*** Block opens ***

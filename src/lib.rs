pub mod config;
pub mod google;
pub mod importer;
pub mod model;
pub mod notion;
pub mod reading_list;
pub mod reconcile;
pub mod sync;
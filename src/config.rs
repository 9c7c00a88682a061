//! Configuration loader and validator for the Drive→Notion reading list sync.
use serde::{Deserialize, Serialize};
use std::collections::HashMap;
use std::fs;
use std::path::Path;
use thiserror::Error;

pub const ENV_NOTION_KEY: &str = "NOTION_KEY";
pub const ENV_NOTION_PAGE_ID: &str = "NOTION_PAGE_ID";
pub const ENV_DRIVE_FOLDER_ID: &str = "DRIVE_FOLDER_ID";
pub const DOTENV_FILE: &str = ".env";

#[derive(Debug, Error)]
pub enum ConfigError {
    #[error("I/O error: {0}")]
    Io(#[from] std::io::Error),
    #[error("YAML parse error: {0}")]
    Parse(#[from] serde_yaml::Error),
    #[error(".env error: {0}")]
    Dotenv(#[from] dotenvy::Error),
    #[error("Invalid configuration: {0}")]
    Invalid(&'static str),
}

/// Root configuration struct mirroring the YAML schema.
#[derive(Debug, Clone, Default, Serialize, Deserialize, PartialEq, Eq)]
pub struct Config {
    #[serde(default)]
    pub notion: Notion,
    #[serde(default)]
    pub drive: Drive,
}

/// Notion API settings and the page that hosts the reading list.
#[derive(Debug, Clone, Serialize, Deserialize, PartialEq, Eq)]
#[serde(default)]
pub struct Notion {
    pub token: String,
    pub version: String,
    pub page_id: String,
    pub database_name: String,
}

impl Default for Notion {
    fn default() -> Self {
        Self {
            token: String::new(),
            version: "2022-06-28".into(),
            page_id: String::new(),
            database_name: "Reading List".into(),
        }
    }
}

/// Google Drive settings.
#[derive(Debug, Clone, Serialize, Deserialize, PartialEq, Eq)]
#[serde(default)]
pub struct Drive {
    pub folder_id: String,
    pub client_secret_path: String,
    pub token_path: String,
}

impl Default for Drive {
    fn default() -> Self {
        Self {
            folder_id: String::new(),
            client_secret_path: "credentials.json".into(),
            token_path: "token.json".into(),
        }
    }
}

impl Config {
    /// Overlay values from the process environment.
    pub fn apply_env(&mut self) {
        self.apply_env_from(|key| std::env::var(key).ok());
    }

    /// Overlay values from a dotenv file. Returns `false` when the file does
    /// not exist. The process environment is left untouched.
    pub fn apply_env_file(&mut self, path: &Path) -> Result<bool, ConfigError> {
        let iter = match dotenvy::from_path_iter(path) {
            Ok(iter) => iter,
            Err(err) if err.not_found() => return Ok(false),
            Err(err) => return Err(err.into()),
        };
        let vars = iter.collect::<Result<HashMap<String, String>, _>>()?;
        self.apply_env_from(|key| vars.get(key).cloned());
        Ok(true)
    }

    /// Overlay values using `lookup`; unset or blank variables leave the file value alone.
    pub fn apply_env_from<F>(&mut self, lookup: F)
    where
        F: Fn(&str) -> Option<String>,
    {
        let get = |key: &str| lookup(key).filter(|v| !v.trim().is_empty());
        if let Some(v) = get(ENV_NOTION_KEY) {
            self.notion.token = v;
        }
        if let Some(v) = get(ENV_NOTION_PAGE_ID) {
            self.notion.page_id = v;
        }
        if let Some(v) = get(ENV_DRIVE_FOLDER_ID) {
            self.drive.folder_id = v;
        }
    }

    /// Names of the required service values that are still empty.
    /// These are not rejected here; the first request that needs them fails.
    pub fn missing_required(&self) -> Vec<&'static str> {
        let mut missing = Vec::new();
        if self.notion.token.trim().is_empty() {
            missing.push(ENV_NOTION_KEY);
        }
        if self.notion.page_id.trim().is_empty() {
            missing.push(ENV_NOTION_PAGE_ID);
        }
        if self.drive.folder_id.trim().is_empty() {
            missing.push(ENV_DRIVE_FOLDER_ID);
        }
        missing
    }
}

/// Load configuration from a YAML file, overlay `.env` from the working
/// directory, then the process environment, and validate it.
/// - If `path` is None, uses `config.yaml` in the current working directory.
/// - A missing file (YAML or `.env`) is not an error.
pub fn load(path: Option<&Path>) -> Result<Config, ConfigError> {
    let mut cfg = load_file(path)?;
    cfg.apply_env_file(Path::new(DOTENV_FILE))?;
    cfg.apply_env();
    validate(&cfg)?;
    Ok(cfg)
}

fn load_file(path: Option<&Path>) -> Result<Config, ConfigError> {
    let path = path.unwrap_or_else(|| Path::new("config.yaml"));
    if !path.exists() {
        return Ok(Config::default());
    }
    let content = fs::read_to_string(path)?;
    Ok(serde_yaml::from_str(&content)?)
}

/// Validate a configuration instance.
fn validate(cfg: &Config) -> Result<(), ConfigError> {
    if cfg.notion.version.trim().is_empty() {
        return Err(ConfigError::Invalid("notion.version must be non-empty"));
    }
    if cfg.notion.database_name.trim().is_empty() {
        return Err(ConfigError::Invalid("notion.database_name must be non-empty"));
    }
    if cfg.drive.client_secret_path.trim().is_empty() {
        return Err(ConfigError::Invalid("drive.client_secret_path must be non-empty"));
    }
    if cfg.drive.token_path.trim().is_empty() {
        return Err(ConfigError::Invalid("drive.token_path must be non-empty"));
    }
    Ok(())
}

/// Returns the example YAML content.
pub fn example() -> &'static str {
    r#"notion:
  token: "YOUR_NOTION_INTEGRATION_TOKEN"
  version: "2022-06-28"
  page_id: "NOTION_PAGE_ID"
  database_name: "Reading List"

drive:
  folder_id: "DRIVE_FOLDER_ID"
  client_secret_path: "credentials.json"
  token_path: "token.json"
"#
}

*** Block closes ***

WORK TASK:
If a line in the entries includes the word "HashMap", copy that line out.

EXPECTED ANSWER:
use std::collections::HashMap;
        let vars = iter.collect::<Result<HashMap<String, String>, _>>()?;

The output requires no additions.